_Goal of the exercise_
Each line from the start of the listing below through the line containing "use crate::utils::validation;" should be reproduced exactly, with no others.
#### Exercise inputs
//! Fee total reconciliation engine
//!
//! The engine is the only writer of derived invoice state. Every operation
//! runs inside a single serializable transaction that covers both the
//! fee/invoice mutation and the verified-payment aggregate reads it is
//! computed from, so concurrent reconciliations against fees of the same
//! invoice are linearized by the storage backend. Transient commit conflicts
//! are retried a bounded number of times against fresh state.

use bigdecimal::BigDecimal;

use crate::traits::*;
use crate::types::*;
use crate::utils::validation;

/// Default number of automatic retries after a transaction conflict
const DEFAULT_MAX_RETRIES: u32 = 3;

/// Reconciliation engine over a billing storage backend
pub struct ReconciliationEngine<S: BillingStorage> {
    storage: S,
    max_retries: u32,
}

impl<S: BillingStorage> ReconciliationEngine<S> {
    /// Create a new engine with the default retry budget
    pub fn new(storage: S) -> Self {
        Self {
            storage,
            max_retries: DEFAULT_MAX_RETRIES,
        }
    }

    /// Create a new engine with a custom retry budget
    pub fn with_max_retries(storage: S, max_retries: u32) -> Self {
        Self {
            storage,
            max_retries,
        }
    }

    /// Change a fee's nominal total and reconcile the owning invoice.
    ///
    /// Fails with [`BillingError::FeeNotFound`] if the fee is missing or
    /// inactive, and with [`BillingError::InvalidAmount`] if `new_total` is
    /// below what has already been verified as paid against the fee. Both
    /// checks happen before any write. Returns the updated fee; the invoice
    /// is updated in the same transaction.
    pub async fn resize_fee(
        &mut self,
        fee_id: &str,
        new_total: BigDecimal,
    ) -> BillingResult<Fee> {
        validation::validate_non_negative_amount(&new_total)?;

        let mut attempt = 0;
        loop {
            match self.try_resize(fee_id, &new_total).await {
                Err(err) if err.is_conflict() && attempt < self.max_retries => {
                    attempt += 1;
                    tracing::warn!(fee_id, attempt, "fee resize hit a concurrent commit, retrying");
                }
                result => return result,
            }
        }
    }

    async fn try_resize(&mut self, fee_id: &str, new_total: &BigDecimal) -> BillingResult<Fee> {
        let mut tx = self.storage.begin().await?;

        let mut fee = tx
            .fee(fee_id)
            .await?
            .filter(|fee| fee.active)
            .ok_or_else(|| BillingError::FeeNotFound(fee_id.to_string()))?;
        let mut invoice = tx
            .invoice(&fee.invoice_id)
            .await?
            .ok_or_else(|| BillingError::InvoiceNotFound(fee.invoice_id.clone()))?;

        let fee_paid = tx.verified_total_for_fee(&fee.id).await?;
        if *new_total < fee_paid {
            return Err(BillingError::InvalidAmount(format!(
                "cannot reduce fee {} below the {} already verified as paid",
                fee.id, fee_paid
            )));
        }

        let zero = BigDecimal::from(0);
        let delta = new_total - &fee.total;

        // An increase reopens a fee that already has verified payments: it is
        // no longer counted as settled.
        if delta > zero && fee_paid > zero {
            invoice.fees_paid_out = invoice.fees_paid_out.saturating_sub(1);
        }

        invoice.total += &delta;
        fee.total = new_total.clone();

        let previous_status = fee.status;
        fee.status = SettlementStatus::derive(&fee.total, &fee_paid);
        // A discount that lands exactly on the verified amount settles the fee
        if fee.status == SettlementStatus::PaidOut && previous_status != SettlementStatus::PaidOut
        {
            invoice.fees_paid_out += 1;
        }

        let invoice_paid = tx.verified_total_for_invoice(&invoice.id).await?;
        invoice.status = SettlementStatus::derive(&invoice.total, &invoice_paid);

        fee.touch();
        invoice.touch();
        tx.save_fee(&fee).await?;
        tx.save_invoice(&invoice).await?;
        tx.commit().await?;

        tracing::debug!(fee_id, %delta, "fee resize committed");
        Ok(fee)
    }

    /// Verify a pending payment and reconcile the derived settlement state.
    ///
    /// Verification is guarded by the fee total: a payment that would push
    /// the verified sum above the fee's total fails with
    /// [`BillingError::InvalidAmount`]. Verifying an already verified payment
    /// is a no-op; a rejected payment cannot be verified.
    pub async fn verify_payment(&mut self, payment_id: &str) -> BillingResult<Payment> {
        let mut attempt = 0;
        loop {
            match self.try_verify(payment_id).await {
                Err(err) if err.is_conflict() && attempt < self.max_retries => {
                    attempt += 1;
                    tracing::warn!(
                        payment_id,
                        attempt,
                        "payment verification hit a concurrent commit, retrying"
                    );
                }
                result => return result,
            }
        }
    }

    async fn try_verify(&mut self, payment_id: &str) -> BillingResult<Payment> {
        let mut tx = self.storage.begin().await?;

        let mut payment = tx
            .payment(payment_id)
            .await?
            .ok_or_else(|| BillingError::PaymentNotFound(payment_id.to_string()))?;
        match payment.status {
            PaymentStatus::Verified => return Ok(payment),
            PaymentStatus::Rejected => {
                return Err(BillingError::Validation(format!(
                    "payment {} was rejected and cannot be verified",
                    payment.id
                )));
            }
            PaymentStatus::Pending => {}
        }

        let mut fee = tx
            .fee(&payment.fee_id)
            .await?
            .ok_or_else(|| BillingError::FeeNotFound(payment.fee_id.clone()))?;
        if !fee.active {
            return Err(BillingError::Validation(format!(
                "fee {} is inactive and cannot accept payments",
                fee.id
            )));
        }
        let mut invoice = tx
            .invoice(&fee.invoice_id)
            .await?
            .ok_or_else(|| BillingError::InvoiceNotFound(fee.invoice_id.clone()))?;

        let fee_paid = tx.verified_total_for_fee(&fee.id).await?;
        let new_fee_paid = &fee_paid + &payment.amount;
        if new_fee_paid > fee.total {
            return Err(BillingError::InvalidAmount(format!(
                "verifying payment {} would put fee {} over its total",
                payment.id, fee.id
            )));
        }

        payment.status = PaymentStatus::Verified;
        payment.touch();
        tx.save_payment(&payment).await?;

        let previous_status = fee.status;
        fee.status = SettlementStatus::derive(&fee.total, &new_fee_paid);
        if fee.status == SettlementStatus::PaidOut && previous_status != SettlementStatus::PaidOut
        {
            invoice.fees_paid_out += 1;
        }
        fee.touch();
        tx.save_fee(&fee).await?;

        let invoice_paid = tx.verified_total_for_invoice(&invoice.id).await?;
        invoice.status = SettlementStatus::derive(&invoice.total, &invoice_paid);
        invoice.touch();
        tx.save_invoice(&invoice).await?;
        tx.commit().await?;

        tracing::debug!(payment_id, "payment verification committed");
        Ok(payment)
    }

    /// Activate or deactivate a fee, moving its total into or out of the
    /// owning invoice's aggregate.
    ///
    /// Deactivation is refused for a fee with verified payments. A call that
    /// matches the fee's current flag is a no-op.
    pub async fn set_fee_active(&mut self, fee_id: &str, active: bool) -> BillingResult<Fee> {
        let mut attempt = 0;
        loop {
            match self.try_set_active(fee_id, active).await {
                Err(err) if err.is_conflict() && attempt < self.max_retries => {
                    attempt += 1;
                    tracing::warn!(fee_id, attempt, "fee activation hit a concurrent commit, retrying");
                }
                result => return result,
            }
        }
    }

    async fn try_set_active(&mut self, fee_id: &str, active: bool) -> BillingResult<Fee> {
        let mut tx = self.storage.begin().await?;

        let mut fee = tx
            .fee(fee_id)
            .await?
            .ok_or_else(|| BillingError::FeeNotFound(fee_id.to_string()))?;
        if fee.active == active {
            return Ok(fee);
        }
        let mut invoice = tx
            .invoice(&fee.invoice_id)
            .await?
            .ok_or_else(|| BillingError::InvoiceNotFound(fee.invoice_id.clone()))?;

        if active {
            invoice.total += &fee.total;
        } else {
            let fee_paid = tx.verified_total_for_fee(&fee.id).await?;
            if fee_paid > BigDecimal::from(0) {
                return Err(BillingError::Validation(format!(
                    "cannot deactivate fee {} with verified payments",
                    fee.id
                )));
            }
            invoice.total -= &fee.total;
        }

        fee.active = active;
        fee.touch();
        tx.save_fee(&fee).await?;

        let invoice_paid = tx.verified_total_for_invoice(&invoice.id).await?;
        invoice.status = SettlementStatus::derive(&invoice.total, &invoice_paid);
        invoice.touch();
        tx.save_invoice(&invoice).await?;
        tx.commit().await?;

        Ok(fee)
    }
}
########
_Answer to the exercise_
//! Fee total reconciliation engine
//!
//! The engine is the only writer of derived invoice state. Every operation
//! runs inside a single serializable transaction that covers both the
//! fee/invoice mutation and the verified-payment aggregate reads it is
//! computed from, so concurrent reconciliations against fees of the same
//! invoice are linearized by the storage backend. Transient commit conflicts
//! are retried a bounded number of times against fresh state.

use bigdecimal::BigDecimal;

use crate::traits::*;
use crate::types::*;
use crate::utils::validation;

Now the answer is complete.